Выход «Ещё одной истории осады» почти совпал по времени со странным (странно ожесточённым) и во многом внелитературным спором о книге Аркадия Ипполитова «Просто Рим. Образы Италии XXI века». Представляемая то как очень хорошее литературное произведение, то как очень плохое литературное произведение, то вообще как не художественный текст, а некий «культурный путеводитель», эта книга породила массу полемических статей в изданиях, которые до литературы-то чаще всего «не снисходят». Причём чаще всего предметом спора были (и есть) не достоинства или недостатки текста, а то, «похож» или «не похож» Рим, изображенный или сочинённый представителем неитальянской культуры.
Было бы дико начать разбирать повесть Валитова таким же образом («это не Италия, это декорация, вакуум, я был в Отранто, там собор не справа, а слева»), но, к счастью, вряд ли кому-то придёт в голову этим заниматься в литературной критике. Очевидно, что если автор уходит из естественного для него и для его читателя культурного контекста, то он скорее творит абстракцию, чем причаливает к чужому берегу, и вряд ли даже всерьёз ставит перед собой такую цель. Остается вопрос – зачем это делается, если это происходит систематически и превращается, таким образом, в саму суть авторского почерка.
Рискну предположить, что в условной «молодой литературе» тенденция ухода в чужие/абстрактные культуры, своего рода эскапизма, будет только усиливаться. Расцвет самого понятия «молодая литература» как социокультурного феномена начала нулевых (понятно, что она существует всегда, или вообще, но именно в тогдашней критике был сформирован образ «единого поколения») оказался связан, как указывала та же критика, с вновь проснувшимся «интересом к реальности» (современности, российским реалиям, – нужное подчеркнуть). Это можно было называть «новым реализмом», как тогда делалось, можно было не называть; очевидно, что со сменой поколений, когда под «молодой литературой» стали подразумеваться авторы 90-х годов рождения, поменялись не только тренды «как пишут», «о чём пишут», но и сами взаимоотношения с реальностью. Мы станем свидетелями расслоения. То, что произрастает из бывшего «нового реализма», будет дрейфовать в сторону гротеска, обретать элементы антиутопии и (или) сатиры: первыми ласточками здесь оказываются «Кровь и почва» Антона Секисова и совсем недавнее – «Оскорблённые чувства» Алисы Ганиевой. То, что отвергало векторы «нового реализма», будет плотнее задраивать люки и погружаться на большую глубину.

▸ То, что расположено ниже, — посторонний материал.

use libgraphql_client::registry::RegistrationError;
use libgraphql_client::Client;
use libgraphql_client::ScopePath;
use std::collections::HashSet;
use std::path::Path;
use std::path::PathBuf;
use walkdir::WalkDir;

/// A GraphQL source file found on disk along with the scope path it will be
/// registered under.
#[derive(Clone, Debug, PartialEq)]
pub(crate) struct SourceFile {
    pub file_path: PathBuf,
    pub scope_path: ScopePath,
}

#[derive(Debug, Default)]
pub(crate) struct DiscoveredSources {
    pub errors: Vec<anyhow::Error>,
    pub files: Vec<SourceFile>,
    pub num_skipped: usize,
}

/// Find all GraphQL files recursively located at or under each of
/// `file_or_dir_paths`.
pub(crate) fn discover_sources(
    file_or_dir_paths: &[PathBuf],
    file_exts: &[String],
) -> DiscoveredSources {
    let file_exts: HashSet<&str> =
        file_exts.iter()
            .map(|ext| ext.trim_start_matches('.'))
            .collect();

    log::debug!("Scanning {} input paths...", file_or_dir_paths.len());
    let mut discovered = DiscoveredSources::default();
    for root in file_or_dir_paths {
        // An explicitly named file is loaded no matter its extension.
        if root.is_file() {
            push_source(&mut discovered, root.parent().unwrap_or(Path::new("")), root);
            continue;
        }

        for entry in WalkDir::new(root.as_path()).follow_links(true).sort_by_file_name() {
            match entry {
                Ok(entry) => {
                    let path = entry.path();
                    if !entry.file_type().is_file() {
                        log::trace!("Skipping non-file: {path:#?}.");
                        continue;
                    }
                    let has_graphql_ext = path.extension()
                        .and_then(|ext| ext.to_str())
                        .is_some_and(|ext| file_exts.contains(ext));
                    if has_graphql_ext {
                        log::trace!("Found GraphQL file at {path:#?}.");
                        push_source(&mut discovered, root, path);
                    } else {
                        log::trace!("Skipping non-graphql file: {path:#?}.");
                        discovered.num_skipped += 1;
                    }
                },

                Err(err) => {
                    log::trace!(
                        "Encountered an error while iterating recursive \
                        filesystem entities at/under {root:#?}."
                    );
                    discovered.errors.push(err.into());
                },
            }
        }
    }

    log::debug!(
        "Found {} GraphQL files ({} skipped).",
        discovered.files.len(),
        discovered.num_skipped,
    );
    discovered
}

fn push_source(discovered: &mut DiscoveredSources, root: &Path, file_path: &Path) {
    match scope_path_for(root, file_path) {
        Ok(scope_path) => discovered.files.push(SourceFile {
            file_path: file_path.to_path_buf(),
            scope_path,
        }),
        Err(err) => discovered.errors.push(err),
    }
}

/// The scope path of a file is its directory segments relative to `root`
/// followed by its file stem: `<root>/App/Users/profile.graphql` registers
/// under `App::Users::profile`.
pub(crate) fn scope_path_for(root: &Path, file_path: &Path) -> anyhow::Result<ScopePath> {
    let relative = file_path.strip_prefix(root).unwrap_or(file_path);
    let mut segments: Vec<String> =
        relative.parent()
            .into_iter()
            .flat_map(Path::components)
            .filter_map(|component| match component {
                std::path::Component::Normal(segment) =>
                    Some(segment.to_string_lossy().into_owned()),
                _ => None,
            })
            .collect();
    let stem = file_path.file_stem()
        .ok_or_else(|| anyhow::anyhow!("{file_path:?} has no file name"))?;
    segments.push(stem.to_string_lossy().into_owned());

    ScopePath::new(segments).map_err(|err| anyhow::anyhow!(
        "Cannot derive a scope path for {file_path:?}: {err}",
    ))
}

/// Register every file with `client`.
///
/// Files spreading fragments declared in files that have not been loaded
/// yet are retried on a later pass, so the order files were discovered in
/// does not matter. Loading stops once a pass makes no progress.
pub(crate) fn register_sources(
    client: &Client,
    files: Vec<SourceFile>,
) -> Vec<anyhow::Error> {
    let mut errors = vec![];
    let mut pending = files;
    let mut pass = 1;
    while !pending.is_empty() {
        log::debug!("Registration pass {pass}: {} files pending.", pending.len());
        let num_pending = pending.len();
        let mut deferred = vec![];
        for file in pending {
            match client.register_file(&file.scope_path, &file.file_path) {
                Ok(parsed) => log::trace!(
                    "Registered {} definitions from {:?}.",
                    parsed.definitions().len(),
                    file.file_path,
                ),

                Err(err @ RegistrationError::UnresolvedFragment { .. }) =>
                    deferred.push((file, err)),

                Err(err) => errors.push(anyhow::Error::new(err).context(format!(
                    "Failed to register {:?}",
                    file.file_path,
                ))),
            }
        }

        if deferred.len() == num_pending {
            errors.extend(deferred.into_iter().map(|(file, err)|
                anyhow::Error::new(err).context(format!(
                    "Failed to register {:?}",
                    file.file_path,
                ))
            ));
            break;
        }
        pending = deferred.into_iter().map(|(file, _)| file).collect();
        pass += 1;
    }
    errors
}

Отрицание «здесь и сейчас»: это забавно лексически тут получается своего рода антипод «Отрицания траура», провозглашённого Сергеем Шаргуновым в «Новом мире» в 2001 году. Так вот, это отрицание будет принимать всё более интересные формы, и когда это сочетается со столь яркими эстетическими, стилистическими поисками, как это сделано у Тимура Валитова, это предвещает нам новые литературные традиции.